## Entries provided
[Start of section]

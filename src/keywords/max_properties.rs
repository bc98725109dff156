use crate::{
    context::{Scope, ValidationContext},
    error::ValidationErrorKind,
    keywords::{helpers, CheckResult},
    paths::InstancePath,
};
use serde_json::Value;

#[inline]
pub(crate) fn check(
    ctx: &mut ValidationContext<'_>,
    count: usize,
    limit: &Value,
    scope: &Scope,
    path: &InstancePath<'_>,
) -> CheckResult {
    let limit = helpers::limit(limit, "maxProperties", scope)?;
    if (count as u64) > limit {
        ctx.error(ValidationErrorKind::MaxProperties { limit }, path)?;
    }
    Ok(())
}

[End of section]

Provide the count of lines in the data above that include the word "ValidationContext", with no added text.

2